I think we can all agree that businesses should not try to sell things that people do not really want.
Unfortunately that’s how people traditionally use marketing; to identify what people will be most susceptible to buying and then how they can be persuaded to buy it.
This marketing model is not only outdated, it’s dangerous.
Marketing Is Not Really Connecting
The danger comes from trying to sell at the expense of the person. Isn’t that why people don’t trust marketing? The customer automatically assumes that the business doesn’t have their best interests at heart.
I envision a system that affords businesses the opportunity to connect with their clients in such a way that they tell the business their story. Then it’s up to the business to help them live the story that they really want to live.

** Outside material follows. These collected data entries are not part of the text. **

//! Reescritura algebraica de expresiones.
//!
//! Las reglas se aplican de abajo hacia arriba hasta alcanzar un punto
//! fijo. Cada regla reconoce un patrón en la raíz de un nodo y propone
//! un reemplazo; ninguna emite código. Después de simplificar, una
//! expresión se aplana en una [`Chain`] que la selección de
//! instrucciones recorre de izquierda a derecha.

use super::resolve::Value;
use crate::ast::BinaryOp;

type Rule = fn(&Value) -> Option<Value>;

const RULES: &[(&str, Rule)] = &[
    ("fold_constants", fold_constants),
    ("merge_offsets", merge_offsets),
    ("drop_zero", drop_zero),
    ("flip_negative", flip_negative),
];

/// Simplifica una expresión completa.
pub fn simplify(value: Value) -> Value {
    let value = match value {
        Value::Binary(op, left, right) => Value::binary(op, simplify(*left), simplify(*right)),
        Value::Signed(inner) => Value::Signed(Box::new(simplify(*inner))),
        other => other,
    };

    rewrite(value)
}

fn rewrite(mut value: Value) -> Value {
    while let Some((name, next)) = RULES
        .iter()
        .find_map(|(name, rule)| rule(&value).map(|next| (name, next)))
    {
        log::trace!("rewrite rule {} applied", name);
        value = next;
    }

    value
}

fn fold_constants(value: &Value) -> Option<Value> {
    match value {
        Value::Binary(op, left, right) => match (&**left, &**right) {
            (Value::Const(left), Value::Const(right)) => op.apply(*left, *right).map(Value::Const),
            _ => None,
        },

        _ => None,
    }
}

/// `(x ± a) ± b` → `x + c`
fn merge_offsets(value: &Value) -> Option<Value> {
    let (outer, inner, b) = match value {
        Value::Binary(op @ (BinaryOp::Add | BinaryOp::Sub), inner, right) => match **right {
            Value::Const(b) => (*op, inner, b),
            _ => return None,
        },

        _ => return None,
    };

    let (inner_op, x, a) = match &**inner {
        Value::Binary(op @ (BinaryOp::Add | BinaryOp::Sub), x, right) => match **right {
            Value::Const(a) => (*op, x, a),
            _ => return None,
        },

        _ => return None,
    };

    let signed = |op, value: i32| match op {
        BinaryOp::Sub => value.wrapping_neg(),
        _ => value,
    };

    let offset = signed(inner_op, a).wrapping_add(signed(outer, b));
    Some(Value::binary(BinaryOp::Add, (**x).clone(), Value::Const(offset)))
}

/// `x ± 0` → `x`
fn drop_zero(value: &Value) -> Option<Value> {
    match value {
        Value::Binary(BinaryOp::Add | BinaryOp::Sub, left, right) if **right == Value::Const(0) => {
            Some((**left).clone())
        }

        _ => None,
    }
}

/// `x + (-c)` → `x - c`, `x - (-c)` → `x + c`
fn flip_negative(value: &Value) -> Option<Value> {
    let (op, left, c) = match value {
        Value::Binary(op, left, right) => match **right {
            Value::Const(c) if c < 0 && c != i32::MIN => (*op, left, c),
            _ => return None,
        },

        _ => return None,
    };

    let flipped = match op {
        BinaryOp::Add => BinaryOp::Sub,
        BinaryOp::Sub => BinaryOp::Add,
        _ => return None,
    };

    Some(Value::binary(flipped, (**left).clone(), Value::Const(-c)))
}

/// Expresión aplanada: `base op₁ x₁ op₂ x₂ ...`, evaluada de izquierda a derecha.
#[derive(Clone, Debug, PartialEq)]
pub struct Chain {
    pub base: Value,
    pub steps: Vec<(BinaryOp, Value)>,
}

/// Aplana la rama izquierda de una expresión.
///
/// Si la base resulta constante y el primer paso es una suma, los
/// operandos se intercambian para que la base sea el término variable.
pub fn linearize(value: &Value) -> Chain {
    let mut chain = collect(value);
    let swap = matches!(chain.base, Value::Const(_))
        && matches!(chain.steps.first(), Some((BinaryOp::Add, _)));

    if swap {
        if let Some((_, operand)) = chain.steps.first_mut() {
            std::mem::swap(&mut chain.base, operand);
        }
    }

    chain
}

fn collect(value: &Value) -> Chain {
    match value {
        Value::Binary(op, left, right) if op.compound().is_some() => {
            let mut chain = collect(left);
            chain.steps.push((*op, (**right).clone()));
            chain
        }

        other => Chain {
            base: other.clone(),
            steps: Vec::new(),
        },
    }
}

/// Términos con signo de una suma: `a - b + c` → `[+a, -b, +c]`.
///
/// Falla si la expresión contiene otra operación en su espina izquierda.
pub fn terms(value: &Value) -> Option<Vec<(BinaryOp, Value)>> {
    let chain = linearize(value);
    if let Value::Binary(..) = chain.base {
        return None;
    }

    let mut terms = vec![(BinaryOp::Add, chain.base)];
    for (op, operand) in chain.steps {
        match op {
            BinaryOp::Add | BinaryOp::Sub => terms.push((op, operand)),
            _ => return None,
        }
    }

    Some(terms)
}

#[cfg(test)]
mod tests {
    use super::*;
    use crate::arch::Reg;

    fn reg(number: u8) -> Value {
        Value::Reg(Reg::new(number).unwrap())
    }

    fn binary(op: BinaryOp, left: Value, right: Value) -> Value {
        Value::binary(op, left, right)
    }

    #[test]
    fn merges_trailing_constants() {
        use BinaryOp::*;

        // (r2 << 3) + r3 - r4 - 5 + 4
        let value = binary(
            Add,
            binary(
                Sub,
                binary(Sub, binary(Add, binary(Shl, reg(2), Value::Const(3)), reg(3)), reg(4)),
                Value::Const(5),
            ),
            Value::Const(4),
        );

        let chain = linearize(&simplify(value));

        assert_eq!(chain.base, reg(2));
        assert_eq!(
            chain.steps,
            vec![
                (Shl, Value::Const(3)),
                (Add, reg(3)),
                (Sub, reg(4)),
                (Sub, Value::Const(1)),
            ]
        );
    }

    #[test]
    fn cancelled_offset_disappears() {
        use BinaryOp::*;

        let value = binary(Sub, binary(Add, reg(5), Value::Const(7)), Value::Const(7));
        assert_eq!(simplify(value), reg(5));
    }

    #[test]
    fn negative_offset_flips_operator() {
        use BinaryOp::*;

        let value = binary(Add, reg(5), Value::Const(-3));
        assert_eq!(simplify(value), binary(Sub, reg(5), Value::Const(3)));
    }

    #[test]
    fn constant_base_swaps_with_first_term() {
        use BinaryOp::*;

        let chain = linearize(&binary(Add, Value::Const(1), reg(20)));
        assert_eq!(chain.base, reg(20));
        assert_eq!(chain.steps, vec![(Add, Value::Const(1))]);

        // La resta no conmuta
        let chain = linearize(&binary(Sub, Value::Const(1), reg(20)));
        assert_eq!(chain.base, Value::Const(1));
    }

    #[test]
    fn sum_terms() {
        use BinaryOp::*;

        let value = binary(Add, binary(Sub, reg(24), reg(25)), reg(26));
        assert_eq!(
            terms(&value),
            Some(vec![(Add, reg(24)), (Sub, reg(25)), (Add, reg(26))])
        );

        assert_eq!(terms(&binary(Mul, reg(24), reg(25))), None);
    }
}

marketing = persuading people to buy things they don’t need
connecting = helping people’s current lives be amazing
Two Quick Examples
Proctor and Gamble makes Tide. Their gargantuan marketing machine will sell you and market to you using thousands of focus groups to refine a message designed to get you to buy Tide. Why? Because they want to make your life better? Not really. They simply want to sell more Tide.
The customers are no longer dealt with as people, they are a line item, a number. The customer becomes a way to perpetuate the business.
Seventh Generation Laundry Detergent on the other hand takes a different approach. They are living a better story and they strive to help others live that story too. The business connects with their customers through that story.
If you are an extremely eco-conscious individual, you will probably find the Seventh Generation narrative more appealing than P&G’s. Seventh Generation has found your story and invites you to live an even better version of that (your) story.
Does Marketing Have A Future?
Marketing is being replaced by connecting with people to share mutual stories. Not pushing agendas on others, not coercing them to take certain actions, not tricking them to act against their best interests. That’s a dying model.
Marketing as it’s been practiced has no place in the future of business.
In our increasingly connected society, which do you think stands a better chance of success: Connecting to share in stories or tricking people to make purchases?